Developing a Better Strategy for Online Engagement

Blogging (including tweeting and FBing) can be bad for your health.  Maybe that’s a little exaggerated.  But it can take a toll on a person.  What we do and what we say verbally may be forgotten but digitally it is out there forever.  FB and Twitter and Google store and index it all.  Other people see it and capture it.  The government has it.  What we once said in private conversations we now say to the world and it comes with a price.

I started blogging about six years ago.  It was fun. Writing short essays that might be meaningful to readers was a new challenge.  It didn’t take long to discover some of the pitfalls of this new experience.  There are oh, so many sites run by our competitors that it is too easy to put yourself out there.  Go on the attack.  Defend the faith.  Take the offensive for the faith.  Slay the liberal dragon.

Doing this leaves a person with a reputation.  Those who know me understand that I am opinionated (we all are about something) but generally not combative.  Verbal sparring, with the right person, can be valuable.  And it works well in a world where people don’t have an agenda.  Batting around an idea to see if it is right, wrong, or just needing modified is done all the time in business.  But in the emotion-filled arenas of faith and politics things quickly get messy.

Oh, I’ve had some good battles.  Won a few, lost a few.  But the cost … that’s another question.  Am I seen as a writer of substance and care or am I seen as a person who will take no prisoners?  In my case it will depend upon which of my materials you read.  That’s the whole point here.  Before you enter this world, which is not very old or mature at all, set for yourself a plan, a strategy for success.  Know what your goals are.  Isolate what your goals are not and avoid them with everything you have.

There are some people for whom the battle is enough.  But the battle – the individual topics and conversations that we engage – is not the war.  Let us not let our concern for important matters change our tone.  There are ways and styles and manners which are productive in advancing the gospel and its effects.  There are ways which are not.  It won’t take long to figure them out once you give a little thought.

Have you ever tried asking questions?  That’s a great way to engage an idea.  But engage the idea, not the person.  Keeping your goal in mind – advancing a truth – will help you win over the other party, or at least set a course which allows people to see that your position is sound and sensible.

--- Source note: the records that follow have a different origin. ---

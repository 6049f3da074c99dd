use crate::container::QubitContainer;
use crate::errors::{RegisterError, RegisterResult};
use crate::index_translator::{index_gather, index_multiply_in, index_set, translate_indices};
use crate::operator::Operator;
use crate::types::{ContainerId, QubitLocation};
use crate::utils::{checked_alloc, checked_pow2, has_duplicates, zeros};
use crate::{Complex, Precision};
use log::{debug, trace};
use num_traits::One;
use rand::rngs::StdRng;
use rand::SeedableRng;
use std::collections::BTreeMap;

/// A container together with the global qubits it represents, in local order.
#[derive(Debug)]
struct ContainerEntry<P: Precision> {
    container: QubitContainer<P>,
    qubits: Vec<usize>,
}

/// A register of qubits whose state is kept factored into independent dense containers.
///
/// Every qubit starts alone in its own container. Operations spanning several containers merge
/// them first (see [`QubitRegister::couple`]); containers are never split again.
///
/// # Example
/// ```
/// use qreg::prelude::*;
///
/// # fn main() -> RegisterResult<()> {
/// let mut r = QubitRegister::<f64>::seeded(2, 42)?;
/// r.do_op(&gates::hadamard(), &[0])?.do_op(&gates::cnot(), &[0, 1])?;
///
/// // The two qubits now share a container and always agree.
/// let a = r.measure(0)?;
/// assert_eq!(r.measure(1)?, a);
/// # Ok(())
/// # }
/// ```
#[derive(Debug)]
pub struct QubitRegister<P: Precision> {
    locations: Vec<QubitLocation>,
    containers: BTreeMap<ContainerId, ContainerEntry<P>>,
    next_id: usize,
    rng: StdRng,
}

impl<P: Precision> QubitRegister<P> {
    /// A register of `numbits` qubits, each in `|0>`, measured with an entropy-seeded rng.
    pub fn new(numbits: usize) -> RegisterResult<Self> {
        Self::with_rng(numbits, StdRng::from_entropy())
    }

    /// A register whose measurements are reproducible from `seed`.
    pub fn seeded(numbits: usize, seed: u64) -> RegisterResult<Self> {
        Self::with_rng(numbits, StdRng::seed_from_u64(seed))
    }

    /// A register drawing measurement outcomes from `rng`.
    pub fn with_rng(numbits: usize, rng: StdRng) -> RegisterResult<Self> {
        if numbits == 0 {
            return Err(RegisterError::invalid("register needs at least one qubit"));
        }
        let mut containers = BTreeMap::new();
        let locations = (0..numbits)
            .map(|q| {
                let id = ContainerId(q);
                let entry = ContainerEntry {
                    container: QubitContainer::new(1),
                    qubits: vec![q],
                };
                containers.insert(id, entry);
                QubitLocation {
                    container: id,
                    position: 0,
                }
            })
            .collect();
        Ok(Self {
            locations,
            containers,
            next_id: numbits,
            rng,
        })
    }

    /// Number of qubits in the register.
    pub fn num_qubits(&self) -> usize {
        self.locations.len()
    }

    fn check_qubits(&self, qubits: &[usize]) -> RegisterResult<()> {
        if qubits.is_empty() {
            return Err(RegisterError::invalid("no qubits given"));
        }
        if let Some(q) = qubits.iter().find(|q| **q >= self.num_qubits()) {
            return Err(RegisterError::invalid(format!("bad qubit: {}", q)));
        }
        Ok(())
    }

    fn check_distinct(qubits: &[usize]) -> RegisterResult<()> {
        if has_duplicates(qubits) {
            Err(RegisterError::invalid(format!("repeated qubits: {:?}", qubits)))
        } else {
            Ok(())
        }
    }

    /// Where `qubit` currently lives.
    pub fn location(&self, qubit: usize) -> RegisterResult<QubitLocation> {
        self.check_qubits(&[qubit])?;
        Ok(self.locations[qubit])
    }

    /// The distinct containers holding `qubits`, in order of first appearance.
    pub fn containers_holding(&self, qubits: &[usize]) -> RegisterResult<Vec<ContainerId>> {
        self.check_qubits(qubits)?;
        let mut ids: Vec<ContainerId> = Vec::with_capacity(qubits.len());
        qubits.iter().for_each(|q| {
            let id = self.locations[*q].container;
            if !ids.contains(&id) {
                ids.push(id);
            }
        });
        Ok(ids)
    }

    /// Live containers in ascending handle order.
    pub fn container_ids(&self) -> Vec<ContainerId> {
        self.containers.keys().copied().collect()
    }

    /// The container behind `id`, if it is still live.
    pub fn container(&self, id: ContainerId) -> Option<&QubitContainer<P>> {
        self.containers.get(&id).map(|entry| &entry.container)
    }

    /// The global qubits held by `id`, indexed by local position.
    pub fn qubits_in(&self, id: ContainerId) -> Option<&[usize]> {
        self.containers.get(&id).map(|entry| entry.qubits.as_slice())
    }

    fn entry(&self, id: ContainerId) -> RegisterResult<&ContainerEntry<P>> {
        self.containers
            .get(&id)
            .ok_or_else(|| RegisterError::invariant(format!("container {} is not live", id)))
    }

    fn entry_mut(&mut self, id: ContainerId) -> RegisterResult<&mut ContainerEntry<P>> {
        self.containers
            .get_mut(&id)
            .ok_or_else(|| RegisterError::invariant(format!("container {} is not live", id)))
    }

    /// Put all of `qubits` in one container, merging whole containers as needed. Any other qubit
    /// sharing a container with one of `qubits` is pulled in too. Returns the container.
    ///
    /// The merged local order concatenates each source container's order, containers taken in
    /// order of first appearance in `qubits`, and the amplitudes are the Kronecker product of the
    /// sources in that same order.
    pub fn couple(&mut self, qubits: &[usize]) -> RegisterResult<ContainerId> {
        let ids = self.containers_holding(qubits)?;
        if let [id] = ids.as_slice() {
            return Ok(*id);
        }

        let sources = ids
            .iter()
            .map(|id| self.entry(*id))
            .collect::<RegisterResult<Vec<_>>>()?;
        let n: usize = sources.iter().map(|entry| entry.qubits.len()).sum();

        let len = checked_alloc::<P>(checked_pow2(n)?)?;
        let mut amps = vec![Complex::<P>::one(); len];
        let mut merged_qubits = Vec::with_capacity(n);
        sources.iter().for_each(|entry| {
            let offset = merged_qubits.len();
            let targets: Vec<usize> = (offset..offset + entry.qubits.len()).collect();
            translate_indices(n, &targets)
                .iter()
                .for_each(|indices| {
                    index_multiply_in(&mut amps, indices, entry.container.amps())
                });
            merged_qubits.extend_from_slice(&entry.qubits);
        });
        debug!(
            "coupling {} containers into {} qubits {:?}",
            ids.len(),
            n,
            merged_qubits
        );

        let container = QubitContainer::from_amps(amps)?;
        let new_id = ContainerId(self.next_id);
        self.next_id += 1;
        ids.iter().for_each(|id| {
            self.containers.remove(id);
        });
        merged_qubits
            .iter()
            .enumerate()
            .for_each(|(position, q)| {
                self.locations[*q] = QubitLocation {
                    container: new_id,
                    position,
                }
            });
        self.containers.insert(
            new_id,
            ContainerEntry {
                container,
                qubits: merged_qubits,
            },
        );
        debug_assert!(self.check_invariants().is_ok());
        Ok(new_id)
    }

    /// Local positions of `qubits`, which must all live in container `id`.
    fn positions_in(&self, id: ContainerId, qubits: &[usize]) -> RegisterResult<Vec<usize>> {
        qubits
            .iter()
            .map(|q| {
                let loc = self.locations[*q];
                if loc.container == id {
                    Ok(loc.position)
                } else {
                    Err(RegisterError::invariant(format!(
                        "qubit {} is in {} rather than {}",
                        q, loc.container, id
                    )))
                }
            })
            .collect()
    }

    /// Finds the single container covering exactly `qubits`, or explains why there is none.
    fn whole_container(&self, qubits: &[usize]) -> RegisterResult<ContainerId> {
        let ids = self.containers_holding(qubits)?;
        Self::check_distinct(qubits)?;
        match ids.as_slice() {
            [id] => {
                let size = self.entry(*id)?.qubits.len();
                if size == qubits.len() {
                    Ok(*id)
                } else {
                    Err(RegisterError::invalid(format!(
                        "provided {} qubits but they are in a container of size {}",
                        qubits.len(),
                        size
                    )))
                }
            }
            _ => Err(RegisterError::unsupported(format!(
                "qubits {:?} span {} containers",
                qubits,
                ids.len()
            ))),
        }
    }

    /// Overwrite the joint state of `qubits` with `amps`, indexed with `qubits[0]` as the most
    /// significant bit. The qubits must make up exactly one container; spanning several
    /// containers is unsupported.
    pub fn set_amps(&mut self, amps: &[Complex<P>], qubits: &[usize]) -> RegisterResult<&mut Self> {
        self.check_qubits(qubits)?;
        Self::check_distinct(qubits)?;
        if amps.len() != checked_pow2(qubits.len())? {
            return Err(RegisterError::invalid(format!(
                "{} amplitudes given for {} qubits",
                amps.len(),
                qubits.len()
            )));
        }
        let id = self.whole_container(qubits)?;
        let positions = self.positions_in(id, qubits)?;

        let mut reordered = zeros(qubits.len());
        translate_indices(qubits.len(), &positions)
            .iter()
            .for_each(|indices| index_set(&mut reordered, indices, amps));
        self.entry_mut(id)?.container.set_amps(reordered)?;
        Ok(self)
    }

    /// The joint state of `qubits`, indexed with `qubits[0]` as the most significant bit. Same
    /// preconditions as [`QubitRegister::set_amps`].
    pub fn amplitudes(&self, qubits: &[usize]) -> RegisterResult<Vec<Complex<P>>> {
        let id = self.whole_container(qubits)?;
        let positions = self.positions_in(id, qubits)?;
        let container = &self.entry(id)?.container;
        let groups = translate_indices(qubits.len(), &positions);
        match groups.as_slice() {
            [indices] => Ok(index_gather(container.amps(), indices)),
            _ => Err(RegisterError::invariant("qubits do not cover their container")),
        }
    }

    /// Probability that measuring `qubit` gives `|1>`. Does not collapse.
    pub fn probability(&self, qubit: usize) -> RegisterResult<P> {
        let loc = self.location(qubit)?;
        self.entry(loc.container)?.container.prob_one(loc.position)
    }

    /// Measure `qubit`, collapsing its container. Returns true for `|1>`.
    pub fn measure(&mut self, qubit: usize) -> RegisterResult<bool> {
        let loc = self.location(qubit)?;
        let entry = self
            .containers
            .get_mut(&loc.container)
            .ok_or_else(|| RegisterError::invariant(format!("qubit {} has no container", qubit)))?;
        let outcome = entry.container.measure(loc.position, &mut self.rng)?;
        trace!("qubit {} measured {}", qubit, outcome);
        Ok(outcome)
    }

    /// Project `qubit` onto `outcome`, returning the probability that outcome had.
    pub fn collapse(&mut self, qubit: usize, outcome: bool) -> RegisterResult<P> {
        let loc = self.location(qubit)?;
        self.entry_mut(loc.container)?
            .container
            .collapse(loc.position, outcome)
    }

    /// Apply `op` to `qubits`, operator axis `j` acting on `qubits[j]`. The qubits are coupled
    /// first, which may produce a container larger than `op`.
    pub fn do_op(&mut self, op: &Operator<P>, qubits: &[usize]) -> RegisterResult<&mut Self> {
        self.check_qubits(qubits)?;
        Self::check_distinct(qubits)?;
        if op.n() != qubits.len() {
            return Err(RegisterError::invalid(format!(
                "operator on {} qubits applied to {} qubits",
                op.n(),
                qubits.len()
            )));
        }
        let id = self.couple(qubits)?;
        let positions = self.positions_in(id, qubits)?;
        self.entry_mut(id)?.container.do_op(op, &positions)?;
        Ok(self)
    }

    /// Verify the qubit to container mapping in both directions.
    pub fn check_invariants(&self) -> RegisterResult<()> {
        let mut covered = vec![false; self.num_qubits()];
        for (id, entry) in &self.containers {
            if entry.container.n() != entry.qubits.len() {
                return Err(RegisterError::invariant(format!(
                    "container {} holds {} qubits but has {} amplitudes",
                    id,
                    entry.qubits.len(),
                    entry.container.amps().len()
                )));
            }
            for (position, q) in entry.qubits.iter().enumerate() {
                let expected = QubitLocation {
                    container: *id,
                    position,
                };
                let consistent = self.locations.get(*q) == Some(&expected)
                    && covered.get(*q) == Some(&false);
                if !consistent {
                    return Err(RegisterError::invariant(format!(
                        "qubit {} at {} position {} is inconsistent",
                        q, id, position
                    )));
                }
                covered[*q] = true;
            }
        }
        match covered.iter().position(|c| !c) {
            Some(q) => Err(RegisterError::invariant(format!(
                "qubit {} belongs to no container",
                q
            ))),
            None => Ok(()),
        }
    }
}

What is the big issue, really?  Is it to win or to persuade?  What will you accomplish if you beat down the other person but do not provide a thoughtful reason for that person to change.  Destroying an enemy is one thing; winning an ally another.

Provocation is unproductive.  All it does is get people ruffled and destroys any respect they may have for your position.  I’ve done this to some and it has gotten nowhere.  It does not matter how well you may write either before or after this behavior.  Provocation closes doors.

Apologetics is much more  than “Did Christ rise?” or “Does God exist?”  Apologetics is the full scope of our engagement on the issues that define the Christian faith.  I guess if it boils down to anything it is the simple principle that the battle is bigger than us.  How each of us may fare in a particular conflict does not determine the outcome of the war.  But it may affect how well we win over our opponent — because Christianity is last about war and first about redemption.

As you’ve read this it is obvious that I’ve made a number of serious miscalculations over the past few years.  Hopefully those are gone now and are lost in the past.  I hope to further develop a better tone to replace these errors and persuade to better ends.  May you enjoy the same fruit.